Please comment back and read the post below too, it's also new.











on the up side

I would like to thank you all for your support spoken and unspoken.
It's helps

Soooo maybe Haiti just isn't the place for me to be right now and I've come to terms with that fact. It was just so hard to hear that news over the summer...where it seems that good news would never come my way. Working in a church, helping Sophie-Ann and her family dealing with leukemia, my dad falling off a cliff and breaking his back -it was just a hard one.

but the clouds are parting and the sun is coming out once again. I'm going to go to England and see my Aunt Lee Ann and some friends. I also just got a job working for a photographer. I'm going to edit all her pictures and pick up a few tips along the way. This job just fell out of the sky and into my lap wrapped in a pretty ribbon.

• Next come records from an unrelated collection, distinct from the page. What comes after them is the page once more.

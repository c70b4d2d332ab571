mod common;

use common::{client, statements, MockConnection};
use floe_sdk::parameters::{
    AccountParameter, ObjectParameter, ObjectType, SessionParameter, TaskParameter, UserParameter,
};
use floe_sdk::{
    AccountObjectIdentifier, DatabaseObjectIdentifier, Error, Row, SchemaObjectIdentifier,
};

fn parameter_row(key: &str, value: &str, level: &str) -> Row {
    Row::new()
        .with("key", key)
        .with("value", value)
        .with("default", "")
        .with("level", level)
        .with("description", "")
        .with("type", "STRING")
}

#[tokio::test]
async fn test_account_setter_delegates_session_names() {
    let client = client(MockConnection::new());
    let parameters = client.parameters();

    parameters
        .set_account_parameter(AccountParameter::Autocommit, "FALSE")
        .await
        .unwrap();
    parameters
        .set_account_parameter(AccountParameter::MinDataRetentionTimeInDays, "7")
        .await
        .unwrap();
    parameters
        .unset_account_parameter(AccountParameter::QueryTag)
        .await
        .unwrap();

    assert_eq!(
        statements(&client),
        vec![
            "ALTER ACCOUNT SET AUTOCOMMIT = false",
            "ALTER ACCOUNT SET MIN_DATA_RETENTION_TIME_IN_DAYS = 7",
            "ALTER ACCOUNT UNSET QUERY_TAG",
        ]
    );
}

#[tokio::test]
async fn test_invalid_values_send_nothing() {
    let client = client(MockConnection::new());
    let parameters = client.parameters();

    let err = parameters
        .set_session_parameter_on_account(SessionParameter::Autocommit, "yes")
        .await
        .unwrap_err();
    assert!(matches!(err, Error::InvalidParameterValue { .. }));

    let err = parameters
        .set_account_parameter(AccountParameter::ClientEncryptionKeySize, "big")
        .await
        .unwrap_err();
    assert!(matches!(
        err,
        Error::InvalidParameterValue { ref parameter, .. } if parameter == "CLIENT_ENCRYPTION_KEY_SIZE"
    ));

    assert!(statements(&client).is_empty());
}

#[tokio::test]
async fn test_user_scope() {
    let client = client(MockConnection::new());
    let parameters = client.parameters();
    let user = AccountObjectIdentifier::new("bob");

    parameters
        .set_session_parameter_on_user(&user, SessionParameter::TimestampTypeMapping, "timestamp_ntz")
        .await
        .unwrap();
    parameters
        .unset_session_parameter_on_user(&user, SessionParameter::TimestampTypeMapping)
        .await
        .unwrap();
    parameters
        .set_user_parameter(&user, UserParameter::NetworkPolicy, "corp")
        .await
        .unwrap();

    assert_eq!(
        statements(&client),
        vec![
            r#"ALTER USER "bob" SET TIMESTAMP_TYPE_MAPPING = 'TIMESTAMP_NTZ'"#,
            r#"ALTER USER "bob" UNSET TIMESTAMP_TYPE_MAPPING"#,
            r#"ALTER USER "bob" SET NETWORK_POLICY = 'corp'"#,
        ]
    );
}

#[tokio::test]
async fn test_object_scope() {
    let client = client(MockConnection::new());
    let parameters = client.parameters();

    parameters
        .set_object_parameter(
            ObjectType::Schema,
            DatabaseObjectIdentifier::new("db", "s"),
            ObjectParameter::LogLevel,
            "chatty",
        )
        .await
        .unwrap();
    parameters
        .unset_object_parameter(
            ObjectType::Database,
            AccountObjectIdentifier::new("db"),
            ObjectParameter::DataRetentionTimeInDays,
        )
        .await
        .unwrap();
    parameters
        .set_task_parameter(
            &SchemaObjectIdentifier::new("db", "s", "t"),
            TaskParameter::UserTaskManagedInitialWarehouseSize,
            "xsmall",
        )
        .await
        .unwrap();

    assert_eq!(
        statements(&client),
        vec![
            r#"ALTER SCHEMA "db"."s" SET LOG_LEVEL = 'chatty'"#,
            r#"ALTER DATABASE "db" UNSET DATA_RETENTION_TIME_IN_DAYS"#,
            r#"ALTER TASK "db"."s"."t" SET USER_TASK_MANAGED_INITIAL_WAREHOUSE_SIZE = 'XSMALL'"#,
        ]
    );
}

#[tokio::test]
async fn test_unsupported_object_parameter_sends_nothing() {
    let client = client(MockConnection::new());

    let err = client
        .parameters()
        .set_object_parameter(
            ObjectType::Table,
            SchemaObjectIdentifier::new("db", "s", "t"),
            ObjectParameter::MaxConcurrencyLevel,
            "8",
        )
        .await
        .unwrap_err();

    assert!(matches!(
        err,
        Error::UnsupportedParameter { scope: "TABLE", .. }
    ));
    assert!(statements(&client).is_empty());
}

#[tokio::test]
async fn test_show_parameter_returns_matching_row() {
    let client = client(MockConnection::new().on(
        "SHOW PARAMETERS",
        vec![
            parameter_row("LOG_LEVEL_EXTRA", "X", ""),
            parameter_row("LOG_LEVEL", "WARN", "SESSION"),
        ],
    ));

    let parameter = client
        .parameters()
        .show_session_parameter(SessionParameter::LogLevel)
        .await
        .unwrap();

    assert_eq!(parameter.value, "WARN");
    assert_eq!(parameter.level.as_deref(), Some("SESSION"));
    assert_eq!(
        statements(&client),
        vec!["SHOW PARAMETERS LIKE 'LOG_LEVEL' IN SESSION"]
    );
}

#[tokio::test]
async fn test_show_parameter_scopes() {
    let client = client(MockConnection::new());
    let parameters = client.parameters();

    let err = parameters
        .show_account_parameter(AccountParameter::AllowIdToken)
        .await
        .unwrap_err();
    assert!(err.is_object_not_found());
    let _ = parameters
        .show_user_parameter(UserParameter::NetworkPolicy, &AccountObjectIdentifier::new("bob"))
        .await;
    let _ = parameters
        .show_object_parameter(
            ObjectParameter::MaxConcurrencyLevel,
            ObjectType::Warehouse,
            AccountObjectIdentifier::new("wh"),
        )
        .await;

    assert_eq!(
        statements(&client),
        vec![
            "SHOW PARAMETERS LIKE 'ALLOW_ID_TOKEN' IN ACCOUNT",
            r#"SHOW PARAMETERS LIKE 'NETWORK_POLICY' IN USER "bob""#,
            r#"SHOW PARAMETERS LIKE 'MAX_CONCURRENCY_LEVEL' IN WAREHOUSE "wh""#,
        ]
    );
}
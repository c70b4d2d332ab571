//! Drop and show wrappers that resolve ambiguous hierarchy errors.
//!
//! The warehouse answers "does not exist or not authorized" both when the
//! object is missing and when one of its parents is. These wrappers probe the
//! parents on that error: a missing parent makes a drop a no-op and a show a
//! plain [`Error::ObjectNotFound`].

use std::future::Future;

use tracing::debug;

use crate::client::{Client, Connection};
use crate::error::{Error, Result};
use crate::identifiers::ParentHierarchy;

enum Probe {
    ParentMissing,
    Failed(Vec<Error>),
    Found,
}

async fn probe_parents<C, I>(client: &Client<C>, id: &I) -> Probe
where
    C: Connection,
    I: ParentHierarchy + ?Sized,
{
    let mut failures = Vec::new();

    if let Some(schema) = id.parent_schema() {
        match client.schemas().show_by_id(&schema).await {
            Err(err) if err.is_object_not_found() => {
                debug!(schema = %schema, "parent schema is missing");
                return Probe::ParentMissing;
            }
            Err(err) => failures.push(err),
            Ok(_) => {}
        }
    }

    if let Some(database) = id.parent_database() {
        match client.databases().show_by_id(&database).await {
            Err(err) if err.is_object_not_found() => {
                debug!(database = %database, "parent database is missing");
                return Probe::ParentMissing;
            }
            Err(err) => failures.push(err),
            Ok(_) => {}
        }
    }

    if failures.is_empty() {
        Probe::Found
    } else {
        Probe::Failed(failures)
    }
}

/// Runs `drop` and treats a missing parent as success.
///
/// `drop` should render `IF EXISTS`, so only the ambiguous hierarchy error
/// needs resolving here.
pub async fn safe_drop<C, I, F, Fut>(client: &Client<C>, id: &I, drop: F) -> Result<()>
where
    C: Connection,
    I: ParentHierarchy + ?Sized,
    F: FnOnce() -> Fut,
    Fut: Future<Output = Result<()>>,
{
    let err = match drop().await {
        Ok(()) => return Ok(()),
        Err(err) if !err.is_ambiguous_hierarchy() => return Err(err),
        Err(err) => err,
    };

    match probe_parents(client, id).await {
        Probe::ParentMissing => {
            debug!("drop target's parent is gone, treating drop as done");
            Ok(())
        }
        Probe::Failed(_) | Probe::Found => Err(err),
    }
}

/// Runs `show` and turns a missing parent into [`Error::ObjectNotFound`].
///
/// When the parents exist, the original error is returned joined with any
/// probe failures.
pub async fn safe_show_by_id<C, I, T, F, Fut>(client: &Client<C>, id: &I, show: F) -> Result<T>
where
    C: Connection,
    I: ParentHierarchy + ?Sized,
    F: FnOnce() -> Fut,
    Fut: Future<Output = Result<T>>,
{
    let err = match show().await {
        Ok(value) => return Ok(value),
        Err(err) if !err.is_ambiguous_hierarchy() => return Err(err),
        Err(err) => err,
    };

    match probe_parents(client, id).await {
        Probe::ParentMissing => {
            debug!("show target's parent is gone, reporting not found");
            Err(Error::ObjectNotFound)
        }
        Probe::Failed(failures) => {
            let mut errors = vec![err];
            errors.extend(failures);
            Err(Error::join(errors))
        }
        Probe::Found => Err(err),
    }
}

This job is such a blessing because the next step in my life is to truly focus on photography. I've found that I have a talent and a natural eye for it. I've always been interested but once I came back from Haiti and people started to look at my pictures I was amazed that they started to ask about buying prints.

I will go back......I promise. I miss Haiti like crazy and thought about it alot when I saw you-you's moon shining bright orange through my window.


August 19, 2007

What do you do?

What do you do when a door closes? You wait for a window to open.

The door to Haiti is closed. I've had lots of doors close before but never has it hurt like this. The pain is more then just getting your fingers or toes caught, more like your heart slammed and broken into two pieces. Half of my heart is still in Haiti and it will always be there.

I asked to go back to the orphanage and was declined.

This news came three weeks ago and yet every time I think about this fact it still hurts like the first time I read those words. This doesn't mean that I will never go back but it will be at least a year before I will go back, back to St. Joe's with Deb.

This hurts and I'm sad. I keep thinking about what wonderful blessings this summer has brought to the orphanage -new children, the medical clinic and much more. How I wish I was going back to see how the children have grown, to see you-you's new cats and sink, to see the clinic, jimmy and junior.

so what do you do when the door has closed? I keep walking back to try the handle and see if the door is unlocked. I'm not ready to give up. Yet, I guess you'll never find the open window unless you look for it.